- Born: 1957-01-01 Argentina
- Died: 2001-02-07 Zürich, Switzerland
- Occupation: Association football
- Known for: the first manager of the Palestine national football team

= Ricardo Carugati =

Argentine football manager (1957 - 2001)

Ricardo Luis Carugati (1 January 1957 – 7 February 2001) was an Argentine football manager. He is last known to have managed Palestine. He was the coach of the Jordanian National team and a Director of FIFA.

==Personal life==
Carugati was born on 1 January 1957 in Argentina. Carugati graduated from the Higher Institute of Sports Activities in Ituzaingó in 1994.

Carugati was married with Miriam Poggio and had a daughter, Georgina who died at age 4 and a son, Bautista .

Carugati died on 7 February 2001 in Zürich, Switzerland, due to cardiac arrest.

==Playing career==
As a player, Carugati played for Argentine side Guaraní de Río Negro and the reserve teams of Argentine sides Argentinos Juniors and All Boys.

==United Nations career==
Carugati worked in the United Nations Development Programme.

==Managerial career==
Carugati was the first manager of the Palestine national football team.

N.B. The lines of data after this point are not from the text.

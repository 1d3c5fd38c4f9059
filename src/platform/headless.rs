//! In-memory backend with synthetic handles.
//!
//! Used by the demo binary and the tests. Every clone shares the same state,
//! so a test can keep one clone for inspection while the registries own the
//! others.

use std::cell::RefCell;
use std::collections::{HashMap, HashSet};
use std::rc::Rc;

use tracing::trace;

use crate::display::Platform;
use crate::resources::font::pixel_height;
use crate::resources::{FontKey, FontStyle, ImageData, ImageDescriptor, NativeHandle, ResourceFactory};
use crate::zoom::constants::REFERENCE_ZOOM;
use crate::zoom::{MonitorId, ZoomLevel, ZoomSource};

/// Point size of the headless system font.
pub const SYSTEM_FONT_POINTS: u32 = 9;

/// What a synthetic handle stands for.
#[derive(Debug, Clone, PartialEq, Eq)]
pub enum NativeObject {
    Font {
        family: String,
        pixel_height: i32,
        style: FontStyle,
    },
    Bitmap {
        key: String,
        data: ImageData,
    },
}

#[derive(Debug, Default)]
struct State {
    next_handle: usize,
    live: HashMap<NativeHandle, NativeObject>,
    created: usize,
    destroyed: Vec<NativeHandle>,
    disposed: HashSet<NativeHandle>,
    fail_allocations: bool,
    physical: HashMap<MonitorId, i32>,
}

/// Shared-state headless backend.
#[derive(Debug, Clone, Default)]
pub struct HeadlessBackend {
    state: Rc<RefCell<State>>,
}

impl HeadlessBackend {
    /// Backend whose primary monitor reports `physical_zoom`.
    pub fn new(physical_zoom: i32) -> Self {
        let backend = Self::default();
        backend.set_physical_zoom(MonitorId::PRIMARY, physical_zoom);
        backend
    }

    /// Collaborators for a [`Display`](crate::Display), all sharing this
    /// backend's state.
    pub fn platform(&self) -> Platform {
        Platform {
            fonts: Box::new(self.clone()),
            images: Box::new(self.clone()),
            zoom_source: Box::new(self.clone()),
        }
    }

    pub fn set_physical_zoom(&self, monitor: MonitorId, zoom: i32) {
        self.state.borrow_mut().physical.insert(monitor, zoom);
    }

    /// Make every following allocation fail.
    pub fn fail_allocations(&self, fail: bool) {
        self.state.borrow_mut().fail_allocations = fail;
    }

    /// Release a handle behind the registry's back.
    pub fn dispose_externally(&self, handle: NativeHandle) {
        let mut state = self.state.borrow_mut();
        state.live.remove(&handle);
        state.disposed.insert(handle);
    }

    /// The object behind a live handle.
    pub fn object(&self, handle: NativeHandle) -> Option<NativeObject> {
        self.state.borrow().live.get(&handle).cloned()
    }

    /// Pixel height of a live font handle.
    pub fn font_height(&self, handle: NativeHandle) -> Option<i32> {
        match self.object(handle)? {
            NativeObject::Font { pixel_height, .. } => Some(pixel_height),
            NativeObject::Bitmap { .. } => None,
        }
    }

    /// Dimensions of a live bitmap handle.
    pub fn bitmap_size(&self, handle: NativeHandle) -> Option<ImageData> {
        match self.object(handle)? {
            NativeObject::Bitmap { data, .. } => Some(data),
            NativeObject::Font { .. } => None,
        }
    }

    /// Total successful allocations.
    pub fn created(&self) -> usize {
        self.state.borrow().created
    }

    /// Handles released through the factory, in order.
    pub fn destroyed(&self) -> Vec<NativeHandle> {
        self.state.borrow().destroyed.clone()
    }

    /// Handles allocated and not yet released.
    pub fn live(&self) -> usize {
        self.state.borrow().live.len()
    }

    fn allocate(&self, object: NativeObject) -> Option<NativeHandle> {
        let mut state = self.state.borrow_mut();
        if state.fail_allocations {
            return None;
        }
        state.next_handle += 1;
        let handle = NativeHandle(state.next_handle);
        trace!(?handle, ?object, "headless allocation");
        state.live.insert(handle, object);
        state.created += 1;
        Some(handle)
    }

    fn release(&self, handle: NativeHandle) {
        let mut state = self.state.borrow_mut();
        state.live.remove(&handle);
        state.destroyed.push(handle);
    }
}

impl ResourceFactory<FontKey> for HeadlessBackend {
    fn create(&mut self, key: &FontKey, zoom: ZoomLevel) -> Option<NativeHandle> {
        let object = match key {
            FontKey::System => NativeObject::Font {
                family: "system".to_string(),
                pixel_height: pixel_height(SYSTEM_FONT_POINTS, zoom),
                style: FontStyle::NORMAL,
            },
            FontKey::Custom(descriptor) => NativeObject::Font {
                family: descriptor.family.clone(),
                pixel_height: descriptor.pixel_height(zoom),
                style: descriptor.style,
            },
        };
        self.allocate(object)
    }

    fn destroy(&mut self, handle: NativeHandle) {
        self.release(handle);
    }

    fn is_disposed(&self, handle: NativeHandle) -> bool {
        self.state.borrow().disposed.contains(&handle)
    }
}

impl ResourceFactory<ImageDescriptor> for HeadlessBackend {
    fn create(&mut self, key: &ImageDescriptor, zoom: ZoomLevel) -> Option<NativeHandle> {
        let data = key.data_at(zoom).ok()?;
        self.allocate(NativeObject::Bitmap {
            key: key.key().to_string(),
            data,
        })
    }

    fn destroy(&mut self, handle: NativeHandle) {
        self.release(handle);
    }

    fn is_disposed(&self, handle: NativeHandle) -> bool {
        self.state.borrow().disposed.contains(&handle)
    }
}

impl ZoomSource for HeadlessBackend {
    fn physical_zoom(&self, monitor: MonitorId) -> i32 {
        let state = self.state.borrow();
        state
            .physical
            .get(&monitor)
            .or_else(|| state.physical.get(&MonitorId::PRIMARY))
            .copied()
            .unwrap_or(REFERENCE_ZOOM)
    }
}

The current Palestinian Football Association was founded in 1952 and was not accepted by FIFA until 1998, after the creation of the Palestinian National Authority. In July 1998, the Palestinian national team played its first international matches. A year later, led by Carugati, they won the bronze medal at the Pan-Arabic Games after losing to Jordan in the semifinal.